→ YOUR GOAL
Copy out, exactly, the first line of the entries below and every line after it through the one containing "if frame_count == 0".

==== MATERIALS PROVIDED

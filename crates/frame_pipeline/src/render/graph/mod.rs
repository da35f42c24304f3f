//! # Render Graph
//!
//! Static description of what a frame draws and the traversal that records
//! it.
//!
//! ```text
//! RenderSolution
//!  └─ RenderPipeline
//!      └─ RenderPass            (viewport, scissor)
//!          └─ GraphicsSubpass   (attachments, root signature, pass collections)
//!              └─ OrderedRenderQueue
//!                  └─ RenderQueueContent (draw calls, object batches)
//! ```

pub mod content;
pub mod solution;
pub mod traversal;

pub use content::{DrawCall, DrawCallKind, DrawItem, FlattenedObjects, MeshRenderer, RenderQueueContent};
pub use solution::{
    AttachmentBinding, DescriptorArray, GraphicsSubpass, LoadOp, OrderedRenderQueue, RenderGraphResources,
    RenderPass, RenderPipeline, RenderSolution, ViewTransition,
};
pub use traversal::{FrameTarget, GraphRecorder, TraversalScratch};
//! Shader-visible descriptor heap partitioning
//!
//! ```text
//! | persistent prefix | gen 0 | gen 1 | ... | gen N-1 |
//!                     \_________ circular reserve _________/
//! ```
//!
//! The persistent prefix is handed out once, for tables baked at load time.
//! The circular reserve is split evenly between the frames in flight; each
//! frame allocates linearly from its own generation and the generation is
//! recycled only after the frame queue has waited on the frame that last used
//! it.

use crate::render::backend::{DescriptorHandle, DescriptorHeapInfo};
use crate::render::{RenderError, RenderResult};

/// Persistent plus per-frame circular allocation over one descriptor heap
#[derive(Debug, Clone)]
pub struct CircularDescriptorAllocator {
    heap: DescriptorHeapInfo,
    persistent_capacity: u32,
    persistent_used: u32,
    per_frame_capacity: u32,
    frame_count: u32,
    generation: u32,
    used: u32,
}

impl CircularDescriptorAllocator {
    /// Partition `heap`, reserving `circular_reserve` descriptors at its end
    pub fn new(heap: DescriptorHeapInfo, circular_reserve: u32, frame_count: u32) -> RenderResult<Self> {
        if frame_count == 0 {
            return Err(RenderError::Misuse("descriptor allocator needs at least one frame".to_string()));
        }
        if circular_reserve > heap.capacity {
            return Err(RenderError::Misuse(format!(
                "circular reserve {} exceeds heap capacity {}",
                circular_reserve, heap.capacity
            )));
        }

        let per_frame_capacity = circular_reserve / frame_count;
        if per_frame_capacity == 0 {
            return Err(RenderError::Misuse(
                "circular reserve leaves no descriptors per frame".to_string(),
            ));
        }

        Ok(Self {
            heap,
            persistent_capacity: heap.capacity - circular_reserve,
            persistent_used: 0,
            per_frame_capacity,
            frame_count,
            generation: 0,
            used: 0,
        })
    }

    /// Heap this allocator partitions
    pub fn heap(&self) -> &DescriptorHeapInfo {
        &self.heap
    }

    /// Descriptors each generation can hand out
    pub fn per_frame_capacity(&self) -> u32 {
        self.per_frame_capacity
    }

    /// Descriptors handed out in the current generation
    pub fn circular_used(&self) -> u32 {
        self.used
    }

    /// Generation currently allocated from
    pub fn generation(&self) -> u32 {
        self.generation
    }

    /// Reserve `count` descriptors from the persistent prefix for good
    pub fn allocate_persistent(&mut self, count: u32) -> RenderResult<DescriptorHandle> {
        if count == 0 {
            return Err(RenderError::Misuse("zero-sized persistent descriptor allocation".to_string()));
        }
        let end = self
            .persistent_used
            .checked_add(count)
            .filter(|end| *end <= self.persistent_capacity)
            .ok_or(RenderError::PersistentDescriptorsExhausted {
                requested: count,
                used: self.persistent_used,
                capacity: self.persistent_capacity,
            })?;

        let base = self.handle_at(self.persistent_used);
        self.persistent_used = end;
        Ok(base)
    }

    /// Allocate `capacity` contiguous descriptors from this frame's generation
    ///
    /// Returns the handles of the first descriptor; use [`Self::advance`] to
    /// address the rest.
    pub fn allocate_circular(&mut self, capacity: u32) -> RenderResult<DescriptorHandle> {
        if capacity == 0 {
            return Err(RenderError::Misuse("zero-sized circular descriptor allocation".to_string()));
        }
        let end = self
            .used
            .checked_add(capacity)
            .filter(|end| *end <= self.per_frame_capacity)
            .ok_or(RenderError::DescriptorCapacityExceeded {
                requested: capacity,
                used: self.used,
                capacity: self.per_frame_capacity,
            })?;

        let first = self.persistent_capacity + self.generation * self.per_frame_capacity + self.used;
        self.used = end;
        Ok(self.handle_at(first))
    }

    /// Handles `offset` descriptors past `base`
    pub fn advance(&self, base: DescriptorHandle, offset: u32) -> DescriptorHandle {
        DescriptorHandle {
            cpu: base.cpu.offset(offset, self.heap.increment),
            gpu: base.gpu.offset(offset, self.heap.increment),
        }
    }

    /// Move to the next generation and forget its previous allocations
    pub fn advance_frame(&mut self) {
        self.generation = (self.generation + 1) % self.frame_count;
        self.used = 0;
    }

    fn handle_at(&self, index: u32) -> DescriptorHandle {
        self.advance(self.heap.start, index)
    }
}
//! GPU-resident mesh description
//!
//! Meshes reach the frame pipeline already uploaded: what is recorded per
//! draw is the buffer views, the topology, the vertex layout the mesh was
//! built with and the index ranges of its submeshes.

use crate::render::backend::{IndexBufferView, PrimitiveTopology, VertexBufferView};

/// Index range of one material slot of a mesh
#[derive(Debug, Clone, Copy, PartialEq, Eq)]
pub struct SubMesh {
    /// Number of indices drawn
    pub index_count: u32,
    /// First index in the index buffer
    pub index_offset: u32,
}

impl SubMesh {
    /// Create a submesh covering `index_count` indices from `index_offset`
    pub fn new(index_count: u32, index_offset: u32) -> Self {
        Self { index_count, index_offset }
    }
}

/// Mesh geometry bound for indexed draws
#[derive(Debug, Clone, PartialEq)]
pub struct Mesh {
    /// Debug name
    pub name: String,
    /// Vertex streams, bound from slot 0
    pub vertex_buffer_views: Vec<VertexBufferView>,
    /// Index buffer, if the mesh is indexed
    pub index_buffer_view: Option<IndexBufferView>,
    /// Input assembler topology
    pub primitive_topology: PrimitiveTopology,
    /// Vertex layout the mesh was built with
    ///
    /// Shaders map this id to one of their compiled pipeline states.
    pub layout_id: usize,
    /// Index ranges, one per material slot
    pub submeshes: Vec<SubMesh>,
}

impl Mesh {
    /// Triangle-list mesh with no buffers bound yet
    pub fn new(name: impl Into<String>, layout_id: usize, submeshes: Vec<SubMesh>) -> Self {
        Self {
            name: name.into(),
            vertex_buffer_views: Vec::new(),
            index_buffer_view: None,
            primitive_topology: PrimitiveTopology::TriangleList,
            layout_id,
            submeshes,
        }
    }

    /// Total indices across all submeshes
    pub fn index_count(&self) -> u32 {
        self.submeshes.iter().map(|submesh| submesh.index_count).sum()
    }
}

========

→ RESULT OF THIS EXERCISE
filename crates/frame_pipeline/src/render/graph/mod.rs
repository da35f42c24304f3f
//! # Render Graph
//!
//! Static description of what a frame draws and the traversal that records
//! it.
//!
//! ```text
//! RenderSolution
//!  └─ RenderPipeline
//!      └─ RenderPass            (viewport, scissor)
//!          └─ GraphicsSubpass   (attachments, root signature, pass collections)
//!              └─ OrderedRenderQueue
//!                  └─ RenderQueueContent (draw calls, object batches)
//! ```

pub mod content;
pub mod solution;
pub mod traversal;

pub use content::{DrawCall, DrawCallKind, DrawItem, FlattenedObjects, MeshRenderer, RenderQueueContent};
pub use solution::{
    AttachmentBinding, DescriptorArray, GraphicsSubpass, LoadOp, OrderedRenderQueue, RenderGraphResources,
    RenderPass, RenderPipeline, RenderSolution, ViewTransition,
};
pub use traversal::{FrameTarget, GraphRecorder, TraversalScratch};
//! Shader-visible descriptor heap partitioning
//!
//! ```text
//! | persistent prefix | gen 0 | gen 1 | ... | gen N-1 |
//!                     \_________ circular reserve _________/
//! ```
//!
//! The persistent prefix is handed out once, for tables baked at load time.
//! The circular reserve is split evenly between the frames in flight; each
//! frame allocates linearly from its own generation and the generation is
//! recycled only after the frame queue has waited on the frame that last used
//! it.

use crate::render::backend::{DescriptorHandle, DescriptorHeapInfo};
use crate::render::{RenderError, RenderResult};

/// Persistent plus per-frame circular allocation over one descriptor heap
#[derive(Debug, Clone)]
pub struct CircularDescriptorAllocator {
    heap: DescriptorHeapInfo,
    persistent_capacity: u32,
    persistent_used: u32,
    per_frame_capacity: u32,
    frame_count: u32,
    generation: u32,
    used: u32,
}

impl CircularDescriptorAllocator {
    /// Partition `heap`, reserving `circular_reserve` descriptors at its end
    pub fn new(heap: DescriptorHeapInfo, circular_reserve: u32, frame_count: u32) -> RenderResult<Self> {
        if frame_count == 0 {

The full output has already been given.